With a grim appropriateness, Joanna Scotcher’s set seems more scavenged than designed – with reclaimed trolleys, cardboard signs and re-purposed vehicles. Clothing is functional and bright colours in short supply. MC’s van goes from souped up to stripped down, and then back again, as her fortunes ebb and flow.

Although violence and death largely occur out of sight, explosions and disturbingly loud shots reverberate within the auditorium. At one point a red laser light caresses the audience, in search of a target for some unseen weapon. These unsettling interventions add to an unremitting sense of lives lived under fire, a brutal and merciless existence.

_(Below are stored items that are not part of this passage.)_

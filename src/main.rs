use clap::Parser;
use log::{error, info};
use serde::Serialize;
use std::env;
use std::process::ExitCode;

use mesos_es_resources::config::FrameworkConfig;
use mesos_es_resources::core::agent_resources::{parse_resources, ParseResourceError};
use mesos_es_resources::core::offer::select_ports;
use mesos_es_resources::core::resource::Resource;
use mesos_es_resources::core::resources::build_framework_resources;

#[derive(Parser)]
struct Args {
    #[clap(short, long)]
    config_file: std::path::PathBuf,
    /// Resources of one agent's offer, e.g. "ports(*):[9200-9200,9300-9300]".
    /// May be repeated; ports are selected from each offer separately.
    #[clap(short, long)]
    offer: Vec<String>,
    /// How many ports to select from each offer.
    #[clap(short, long, default_value_t = 2, value_parser = clap::value_parser!(u8).range(1..=2))]
    ports: u8,
}

#[derive(Serialize)]
struct Output {
    framework_resources: Vec<Resource>,
    #[serde(skip_serializing_if = "Option::is_none")]
    selected_ports: Option<Vec<OfferPorts>>,
}

#[derive(Debug, Serialize, PartialEq)]
struct OfferPorts {
    offer: String,
    ports: Vec<u64>,
}

// Ports of one task must come from a single agent, so offers are never merged.
fn select_ports_per_offer(
    offers: &[String],
    count: usize,
) -> Result<Vec<OfferPorts>, ParseResourceError> {
    offers
        .iter()
        .map(|offer| -> Result<OfferPorts, ParseResourceError> {
            let ports = select_ports(&parse_resources(offer)?, count);
            info!("Selected ports {:?} of {} requested from {}", ports, count, offer);
            Ok(OfferPorts {
                offer: offer.clone(),
                ports,
            })
        })
        .collect()
}

fn run(args: Args) -> Result<(), Box<dyn std::error::Error>> {
    info!("Path to config file: {:?}", args.config_file);
    let config = FrameworkConfig::from_file(&args.config_file)?;
    let framework_resources = build_framework_resources(&config);

    let selected_ports = if args.offer.is_empty() {
        None
    } else {
        Some(select_ports_per_offer(&args.offer, args.ports as usize)?)
    };

    let output = Output {
        framework_resources,
        selected_ports,
    };
    println!("{}", serde_json::to_string_pretty(&output)?);
    Ok(())
}

fn main() -> ExitCode {
    // log level INFO by default
    let mut env_logger_builder = env_logger::builder();
    if env::var("RUST_LOG").is_err() {
        env_logger_builder.filter_level(log::LevelFilter::Info);
    }
    env_logger_builder.init();

    match run(Args::parse()) {
        Ok(()) => ExitCode::SUCCESS,
        Err(err) => {
            error!("{}", err);
            ExitCode::FAILURE
        }
    }
}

Jordan’s women characters are especially aware of the risks they face. They constantly remind each other that a war zone is a treacherous place for women alone. Their sisterly camaraderie forged by the need to stay afloat, keep safe and retain a roof over their heads.

War is exposed as a “huge spluttering money-making machine”. Ordinary soldiers must face the consequences of jammed weapons, unsafe equipment and incompetent planning, while the people at the top get rich. Jordan’s MC scrambles around for a living at the messy end of the supply chain – flipping burgers, dealing drugs, pimping women and selling weapons. She’s warned that inevitably there’s a price to be paid for such profiteering, “if you want the war to work for you, you’ve got to feed it too”.

Amy Hodge’s assured production seems to struggle slightly with the Exchange’s in-the-round space. Vehicles occasionally block views for too long and the sound mix muffles words, especially during some of the singing. It’s especially strong however on visual detail. MC briefly sports a cheerful yellow dandelion in her hair, a gift from an admirer – cruelly unaware that she has just missed the last opportunity to see her adored son. A coat lovingly placed over a dead child by her mother, is retrieved only moments later – to be worn again by that desperately cold parent.

There’s a heartbreaking ordinariness to the relationship between MC and her children – exhibited in her affectionate chastisements, and in their embarrassment at her bold behaviour. Rose Ayling-Ellis’s Kattrin and Simeon Blake-Hall’s Swiss Cheese are possessed of a youthful naivety and gentle vulnerability, jarringly at odds with the world around them, The pitilessness of war is felt most keenly in the depiction of their fates.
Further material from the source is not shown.